Adding dietary restrictions boosted longevity even further.

The researchers conducted a separate set of experiments to be sure that PHA-4 was acting independently from any insulin signalling pathways.

"What is most interesting is that diet-restricted animals are more dynamic. We like to talk not just about life span but 'health-span expansion' -- being healthier over a longer period of time," Aguilaniu said.

The millimeter-long C. elegans worm is frequently used in the laboratory because it is easy for researchers to disrupt the functions of its nearly 20,000 genes to determine what they do. Many, including PHA-4, have specific counterparts in humans.

Scientists familiar with the study described it as significant. "It answers a question we have been asking for a long time," commented Martin Holzenberger, a researcher at France's National Institute for Health and Medical Research.

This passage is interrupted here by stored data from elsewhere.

//! Environment metadata that can be read without running the interpreter.
//!
//! Covers `pyvenv.cfg`, conda's `conda-meta` records, pyenv version
//! directory names, Windows Store launcher names and poetry's
//! `pyproject.toml`.

use std::path::{Path, PathBuf};

use pyscout_core::PythonVersion;
use toml_edit::{DocumentMut, Item};
use tracing::debug;

use crate::fs;

pub const PYVENV_CFG: &str = "pyvenv.cfg";
pub const CONDA_META: &str = "conda-meta";
pub const PYPROJECT_TOML: &str = "pyproject.toml";

/// Keys of interest from a `pyvenv.cfg` file.
#[derive(Debug, Clone, Default, PartialEq, Eq)]
pub struct PyvenvCfg {
    pub version: Option<PythonVersion>,
    pub home: Option<PathBuf>,
}

/// Parse the `key = value` lines of a `pyvenv.cfg`.
///
/// `version` (written by `venv`) wins over `version_info` (written by
/// `virtualenv`) when both are present.
pub fn parse_pyvenv_cfg(text: &str) -> PyvenvCfg {
    let mut cfg = PyvenvCfg::default();
    let mut version_info = None;
    for line in text.lines() {
        let Some((key, value)) = line.split_once('=') else {
            continue;
        };
        let value = value.trim();
        match key.trim().to_ascii_lowercase().as_str() {
            "version" => cfg.version = PythonVersion::parse(value),
            "version_info" => version_info = PythonVersion::parse(value),
            "home" if !value.is_empty() => cfg.home = Some(PathBuf::from(value)),
            _ => {}
        }
    }
    if cfg.version.is_none() {
        cfg.version = version_info;
    }
    cfg
}

/// Location of the `pyvenv.cfg` governing `executable`: next to it, or one
/// level up.
pub async fn find_pyvenv_cfg(executable: &Path) -> Option<PathBuf> {
    let dir = executable.parent()?;
    for candidate in [dir.join(PYVENV_CFG), dir.parent()?.join(PYVENV_CFG)] {
        if fs::is_file(&candidate).await {
            return Some(candidate);
        }
    }
    None
}

pub async fn read_pyvenv_cfg(executable: &Path) -> Option<PyvenvCfg> {
    let path = find_pyvenv_cfg(executable).await?;
    let text = fs::read_to_string(&path).await?;
    Some(parse_pyvenv_cfg(&text))
}

/// Version from a conda package record name such as
/// `python-3.8.5-h7579374_1.json`.
pub fn parse_conda_python_file_name(name: &str) -> Option<PythonVersion> {
    let rest = name.strip_prefix("python-")?.strip_suffix(".json")?;
    let (version, _build) = rest.split_once('-')?;
    PythonVersion::parse(version)
}

/// Python version installed in the conda prefix at `prefix`.
pub async fn conda_python_version(prefix: &Path) -> Option<PythonVersion> {
    fs::read_dir_entries(&prefix.join(CONDA_META))
        .await
        .iter()
        .filter_map(|entry| entry.file_name()?.to_str())
        .find_map(parse_conda_python_file_name)
}

pub async fn is_conda_prefix(prefix: &Path) -> bool {
    fs::is_dir(&prefix.join(CONDA_META)).await
}

/// A distribution prefix used in pyenv version directory names.
struct PyenvDistro {
    prefix: &'static str,
    org: &'static str,
    /// The text after the first `-` is the Python version rather than the
    /// distribution's own version.
    suffix_is_python_version: bool,
}

const PYENV_DISTROS: &[PyenvDistro] = &[
    PyenvDistro { prefix: "anaconda", org: "Anaconda", suffix_is_python_version: false },
    PyenvDistro { prefix: "miniconda", org: "Anaconda", suffix_is_python_version: false },
    PyenvDistro { prefix: "miniforge", org: "conda-forge", suffix_is_python_version: false },
    PyenvDistro { prefix: "mambaforge", org: "conda-forge", suffix_is_python_version: false },
    PyenvDistro { prefix: "pypy", org: "PyPy", suffix_is_python_version: false },
    PyenvDistro { prefix: "activepython", org: "ActiveState", suffix_is_python_version: true },
    PyenvDistro { prefix: "stackless", org: "Stackless", suffix_is_python_version: true },
    PyenvDistro { prefix: "graalpython", org: "GraalVM", suffix_is_python_version: false },
    PyenvDistro { prefix: "ironpython", org: "IronPython", suffix_is_python_version: true },
    PyenvDistro { prefix: "jython", org: "Jython", suffix_is_python_version: true },
    PyenvDistro { prefix: "micropython", org: "MicroPython", suffix_is_python_version: false },
    PyenvDistro { prefix: "pyston", org: "Pyston", suffix_is_python_version: false },
];

/// What a pyenv version directory name says about its interpreter.
#[derive(Debug, Clone, PartialEq, Eq)]
pub struct PyenvVersionDir {
    pub version: PythonVersion,
    /// Distribution vendor; `None` for plain CPython builds.
    pub org: Option<&'static str>,
    pub distro_version: Option<PythonVersion>,
}

/// Interpret a directory name under `$PYENV_ROOT/versions`.
///
/// `3.8.5` and `3.9.0rc1` are CPython; `anaconda3-2020.07` is Anaconda with
/// Python 3; `pypy3.7-7.3.3` is PyPy for Python 3.7; `activepython-3.6.0`
/// is ActiveState's Python 3.6.0.
pub fn parse_pyenv_version_dir(name: &str) -> PyenvVersionDir {
    if name.starts_with(|c: char| c.is_ascii_digit()) {
        return PyenvVersionDir {
            version: PythonVersion::parse(name).unwrap_or_else(PythonVersion::unknown),
            org: None,
            distro_version: None,
        };
    }

    let lower = name.to_ascii_lowercase();
    let (head, tail) = match lower.split_once('-') {
        Some((head, tail)) => (head, Some(tail)),
        None => (lower.as_str(), None),
    };
    let Some(distro) = PYENV_DISTROS.iter().find(|d| head.starts_with(d.prefix)) else {
        return PyenvVersionDir {
            version: PythonVersion::unknown(),
            org: None,
            distro_version: None,
        };
    };

    let head_version = PythonVersion::parse(&head[distro.prefix.len()..]);
    let tail_version = tail.and_then(PythonVersion::parse);
    let (version, distro_version) = if distro.suffix_is_python_version {
        (head_version.or_else(|| tail_version.clone()), None)
    } else {
        (head_version, tail_version)
    };
    PyenvVersionDir {
        version: version.unwrap_or_else(PythonVersion::unknown),
        org: Some(distro.org),
        distro_version,
    }
}

/// Major/minor version of a Windows Store launcher such as `python3.8.exe`.
pub fn windows_store_launcher_version(name: &str) -> Option<PythonVersion> {
    let lower = name.to_ascii_lowercase();
    let raw = lower.strip_prefix("python")?.strip_suffix(".exe")?;
    let (major, minor) = raw.split_once('.')?;
    let major: i32 = major.parse().ok()?;
    let minor: i32 = minor.parse().ok()?;
    Some(PythonVersion::new(major, minor, -1))
}

/// The parts of a poetry project's `pyproject.toml` the locators use.
#[derive(Debug, Clone, PartialEq, Eq)]
pub struct PoetryProject {
    pub root: PathBuf,
    pub name: Option<String>,
}

/// Parse `text` as a `pyproject.toml` and return the project name when it
/// declares a `[tool.poetry]` table.
pub fn parse_poetry_pyproject(text: &str) -> Option<Option<String>> {
    let doc: DocumentMut = match text.parse() {
        Ok(doc) => doc,
        Err(e) => {
            debug!(error = %e, "Ignoring malformed pyproject.toml");
            return None;
        }
    };
    let poetry = doc.get("tool").and_then(|tool| tool.get("poetry"))?;
    if !poetry.is_table_like() {
        return None;
    }
    let name = poetry
        .get("name")
        .or_else(|| doc.get("project").and_then(|p| p.get("name")))
        .and_then(Item::as_str)
        .map(str::to_string);
    Some(name)
}

/// The poetry project rooted at `dir`, if any.
pub async fn read_poetry_project(dir: &Path) -> Option<PoetryProject> {
    let text = fs::read_to_string(&dir.join(PYPROJECT_TOML)).await?;
    parse_poetry_pyproject(&text).map(|name| PoetryProject {
        root: dir.to_path_buf(),
        name,
    })
}

/// Prefix of the virtualenv directory names poetry creates for a project:
/// the lowercased name with shell-unsafe characters replaced, truncated to
/// 42 characters, followed by `-`.
pub fn poetry_env_name_prefix(project_name: &str) -> String {
    let mut sanitized: String = project_name
        .to_lowercase()
        .chars()
        .map(|c| match c {
            ' ' | '$' | '`' | '!' | '*' | '@' | '"' | '\\' | '\r' | '\n' | '\t' => '_',
            other => other,
        })
        .take(42)
        .collect();
    sanitized.push('-');
    sanitized
}

#[cfg(test)]
mod tests {
    use super::*;

    #[test]
    fn test_pyvenv_cfg_reads_version_and_home() {
        let cfg = parse_pyvenv_cfg(
            "home = /usr/bin\ninclude-system-site-packages = false\nversion = 3.11.4\n",
        );
        assert_eq!(cfg.version, Some(PythonVersion::new(3, 11, 4)));
        assert_eq!(cfg.home, Some(PathBuf::from("/usr/bin")));

        let cfg = parse_pyvenv_cfg(
            "home = C:\\Python38\nversion_info = 3.8.5.final.0\nvirtualenv = 20.0.31\n",
        );
        assert_eq!(cfg.version, Some(PythonVersion::new(3, 8, 5)));
    }

    #[test]
    fn test_pyvenv_cfg_without_version() {
        assert_eq!(parse_pyvenv_cfg("home = /usr/bin"), PyvenvCfg {
            version: None,
            home: Some(PathBuf::from("/usr/bin")),
        });
    }

    #[test]
    fn test_conda_python_file_name() {
        assert_eq!(
            parse_conda_python_file_name("python-3.8.5-h7579374_1.json"),
            Some(PythonVersion::new(3, 8, 5))
        );
        assert_eq!(parse_conda_python_file_name("python-dateutil-2.8.1-py_0.json"), None);
        assert_eq!(parse_conda_python_file_name("numpy-1.19.1-py38.json"), None);
    }

    #[test]
    fn test_pyenv_cpython_names() {
        let dir = parse_pyenv_version_dir("3.8.5");
        assert_eq!(dir.version, PythonVersion::new(3, 8, 5));
        assert_eq!(dir.org, None);

        let dir = parse_pyenv_version_dir("3.9.0rc1");
        assert_eq!(dir.version.to_string(), "3.9.0rc1");
    }

    #[test]
    fn test_pyenv_distribution_names() {
        let dir = parse_pyenv_version_dir("anaconda3-2020.07");
        assert_eq!(dir.version, PythonVersion::new(3, -1, -1));
        assert_eq!(dir.org, Some("Anaconda"));
        assert_eq!(dir.distro_version, Some(PythonVersion::new(2020, 7, -1)));

        let dir = parse_pyenv_version_dir("pypy3.7-7.3.3");
        assert_eq!(dir.version, PythonVersion::new(3, 7, -1));
        assert_eq!(dir.org, Some("PyPy"));

        let dir = parse_pyenv_version_dir("activepython-3.6.0");
        assert_eq!(dir.version, PythonVersion::new(3, 6, 0));
        assert_eq!(dir.org, Some("ActiveState"));

        let dir = parse_pyenv_version_dir("miniforge3-4.10");
        assert_eq!(dir.org, Some("conda-forge"));

        let dir = parse_pyenv_version_dir("my-custom-build");
        assert!(dir.version.is_unknown());
        assert_eq!(dir.org, None);
    }

    #[test]
    fn test_windows_store_launcher_version() {
        assert_eq!(
            windows_store_launcher_version("python3.10.exe"),
            Some(PythonVersion::new(3, 10, -1))
        );
        assert_eq!(windows_store_launcher_version("python.exe"), None);
        assert_eq!(windows_store_launcher_version("python3.exe"), None);
    }

    #[test]
    fn test_poetry_pyproject_detection() {
        let text = "[tool.poetry]\nname = \"My App\"\nversion = \"0.1.0\"\n";
        assert_eq!(parse_poetry_pyproject(text), Some(Some("My App".to_string())));
        assert_eq!(parse_poetry_pyproject("[project]\nname = \"x\"\n"), None);
        assert_eq!(parse_poetry_pyproject("not toml = = ="), None);
        assert_eq!(poetry_env_name_prefix("My App"), "my_app-");
    }
}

"It is certainly a real breakthrough in our understanding of diet restriction," he said, adding that the study showed PHA-4 to be "a key gene" that regulates others.

Holzenberger said PHA-4, which corresponds to the "foxa" family of genes in humans, probably works on enzymes to reduce harmful oxidation in the cells. But he said the link between diet restriction and longevity remains poorly understood.

"The closer we get to humans the more complicated it gets," he told AFP, pointing out that the technique that worked in worms can't be used on people.

Aguilaniu agrees that the relevance for humans remains, for now, theoretical. "But all studies suggest that dietary restriction works the same way in worms as it does in mice or in men. As soon as we have a molecule that is specific, there are potential pharmaceutical applications."

Gary Ruvkun, a geneticist at Harvard in Massachusetts, also thinks the study could open up new avenues of research on aging in humans. "There are homologues across all these organisms and one expects them to work in similar ways," he said.

He predicted that other researchers would start to look more carefully at the role of PHA-4, which was previously linked only to growth of the pharynx in the C. elegans. Indeed, Ruvkun said he had overlooked the gene in his own research because he assumed that deactivating it in experiments would simply kill the worm.

But Dillin and his colleagues discovered once the worm reaches adulthood, the gene changes function, regulating aging instead of growth.